Standard Sand & Gravel Co. v. McClay

131 S.E. 754 | N.C. | 1926

The plaintiff instituted this action to recover from the defendant the sum of $833.23 for eleven cars of gravel and eight cars of sand, which the plaintiff alleged the defendant purchased for constructing Project No. 364-B, contract for which had been awarded by the State Highway Commission to the defendant. The defendant McClay denied that he had contracted to purchase said material for said project from the plaintiff, and notwithstanding the fact that no contract had been made, the plaintiff shipped certain material to him for use in said road construction, but that said material so shipped was rejected as unfit for the work by the resident engineer and bridge inspector for the State Highway Commission.
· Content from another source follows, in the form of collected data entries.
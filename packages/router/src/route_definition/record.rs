use std::{
    cell::RefCell,
    collections::BTreeMap,
    fmt::{Debug, Formatter},
    mem,
};

use serde_json::{Map, Value};
use tracing::trace;

use crate::{
    guard::Guard,
    view::{Instance, View, ViewDef},
};

use super::{Pattern, Redirect};

/// Identifies a [`RouteRecord`] within its [`RouteTable`](super::RouteTable).
#[derive(Clone, Copy, Debug, PartialEq, Eq, PartialOrd, Ord, Hash)]
pub struct RecordId(pub(crate) usize);

type InstanceCallback = Box<dyn FnOnce(Instance)>;

/// A callback waiting for the instance of `slot`, queued by the navigation `token` committed.
struct Waiting {
    slot: String,
    token: u64,
    callback: InstanceCallback,
}

/// A route, as it was registered in the [`RouteTable`](super::RouteTable).
///
/// Records are shared between all [`Route`](crate::route::Route)s that match them. Two routes
/// activate the same record exactly if they hold the same record (see [`RouteRecord::id`]).
pub struct RouteRecord {
    pub(crate) id: RecordId,
    pub(crate) path: String,
    pub(crate) pattern: Pattern,
    pub(crate) name: Option<String>,
    pub(crate) parent: Option<RecordId>,
    pub(crate) match_as: Option<RecordId>,
    pub(crate) views: RefCell<BTreeMap<String, ViewDef>>,
    pub(crate) redirect: Option<Redirect>,
    pub(crate) before_enter: Option<Guard>,
    pub(crate) meta: Map<String, Value>,
    instances: RefCell<BTreeMap<String, Instance>>,
    waiting: RefCell<Vec<Waiting>>,
}

impl RouteRecord {
    #[allow(clippy::too_many_arguments)]
    pub(crate) fn new(
        id: RecordId,
        path: String,
        pattern: Pattern,
        name: Option<String>,
        parent: Option<RecordId>,
        match_as: Option<RecordId>,
        views: BTreeMap<String, ViewDef>,
        redirect: Option<Redirect>,
        before_enter: Option<Guard>,
        meta: Map<String, Value>,
    ) -> Self {
        Self {
            id,
            path,
            pattern,
            name,
            parent,
            match_as,
            views: RefCell::new(views),
            redirect,
            before_enter,
            meta,
            instances: Default::default(),
            waiting: Default::default(),
        }
    }

    /// The identity of the record.
    pub fn id(&self) -> RecordId {
        self.id
    }

    /// The normalized, absolute path.
    pub fn path(&self) -> &str {
        &self.path
    }

    /// The name, if the route has one.
    pub fn name(&self) -> Option<&str> {
        self.name.as_deref()
    }

    /// The enclosing record.
    pub fn parent(&self) -> Option<RecordId> {
        self.parent
    }

    /// For records created from an alias, the record the alias stands for.
    pub fn match_as(&self) -> Option<RecordId> {
        self.match_as
    }

    /// The data attached to the route.
    pub fn meta(&self) -> &Map<String, Value> {
        &self.meta
    }

    /// The views, by slot.
    ///
    /// Lazy views are replaced by the loaded [`View`] once a navigation loaded them.
    pub fn views(&self) -> BTreeMap<String, ViewDef> {
        self.views.borrow().clone()
    }

    /// The view of `slot`.
    pub fn view(&self, slot: &str) -> Option<ViewDef> {
        self.views.borrow().get(slot).cloned()
    }

    pub(crate) fn resolve_view(&self, slot: &str, view: View) {
        self.views
            .borrow_mut()
            .insert(slot.to_string(), ViewDef::from(view));
    }

    /// Register the live instance of the view in `slot`.
    ///
    /// Called by the UI layer once the view is mounted. Callbacks from
    /// [`Next::WithInstance`](crate::guard::Next::WithInstance) waiting for this slot are called
    /// right away.
    pub fn register_instance(&self, slot: &str, instance: Instance) {
        self.instances
            .borrow_mut()
            .insert(slot.to_string(), instance.clone());

        let ready = {
            let mut waiting = self.waiting.borrow_mut();
            let (ready, rest): (Vec<_>, Vec<_>) =
                mem::take(&mut *waiting).into_iter().partition(|w| w.slot == slot);
            *waiting = rest;
            ready
        };

        for waiting in ready {
            (waiting.callback)(instance.clone());
        }
    }

    /// Remove the live instance of the view in `slot`, once the UI layer unmounted it.
    pub fn unregister_instance(&self, slot: &str) -> Option<Instance> {
        self.instances.borrow_mut().remove(slot)
    }

    /// The live instance of the view in `slot`.
    pub fn instance(&self, slot: &str) -> Option<Instance> {
        self.instances.borrow().get(slot).cloned()
    }

    /// Call `callback` with the instance of `slot`, now or once it is registered.
    ///
    /// `token` identifies the navigation that queued the callback, see
    /// [`RouteRecord::drop_waiting`].
    pub(crate) fn when_instance(&self, slot: &str, token: u64, callback: InstanceCallback) {
        match self.instance(slot) {
            Some(instance) => callback(instance),
            None => {
                trace!(r#"waiting for view "{slot}" of "{}""#, self.path);
                self.waiting.borrow_mut().push(Waiting {
                    slot: slot.to_string(),
                    token,
                    callback,
                });
            }
        }
    }

    /// Drop the waiting callbacks not queued by the navigation `token`.
    pub(crate) fn drop_waiting(&self, token: u64) {
        let mut waiting = self.waiting.borrow_mut();
        let before = waiting.len();
        waiting.retain(|w| w.token == token);
        if waiting.len() < before {
            trace!(
                r#"dropped {} stale instance callbacks of "{}""#,
                before - waiting.len(),
                self.path
            );
        }
    }

    #[cfg(test)]
    pub(crate) fn waiting_len(&self) -> usize {
        self.waiting.borrow().len()
    }
}

impl Debug for RouteRecord {
    fn fmt(&self, f: &mut Formatter<'_>) -> std::fmt::Result {
        f.debug_struct("RouteRecord")
            .field("id", &self.id)
            .field("path", &self.path)
            .field("name", &self.name)
            .field("parent", &self.parent)
            .field("match_as", &self.match_as)
            .field("views", &*self.views.borrow())
            .field("redirect", &self.redirect)
            .finish_non_exhaustive()
    }
}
There was further evidence tending to show that the material so shipped was sold by the Atlantic Coast Line Railroad for demurrage charges and was never incorporated in the work.

The defendant McClay gave bond for the faithful performance of his contract with the State Highway Commission, said bond having been duly executed by the defendant, Fidelity and Casualty Company. The portion of the contract and bond defining the liability of the defendant Casualty Company is as follows: "Well and truly pay all and every person furnishing material or performing labor in and about the construction of said roadway, all and every sum or sums of money due him, them, or any of them, for all such labor and materials for which the contractor is liable." The defendant bonding company contends that by reason of the fact that none of said material was actually used by the contractor and incorporated in said work and was rejected and sold by the railroad company to other parties that, therefore, it was not liable in any event for said material.

The evidence disclosed that on 16 September, 1922, the defendant McClay wrote a letter to the plaintiff as follows: "I will want your company to ship sand and gravel to Raeford and also to this job 364-B. I surely would like for you if you can to ship me one or two cars of gravel and one of sand to Raeford right away, as my men are there and waiting. Please steal me one or two to help me out. Will soon be ready here. Now I am going to depend on you. Hoping to see you soon, I am yours, etc." On 16 November, 1922, the defendant McClay wrote the plaintiff as follows: "Can you ship me sand and gravel to Verona and Jacksonville? If so, let me hear from you. I need a good deal at these plants."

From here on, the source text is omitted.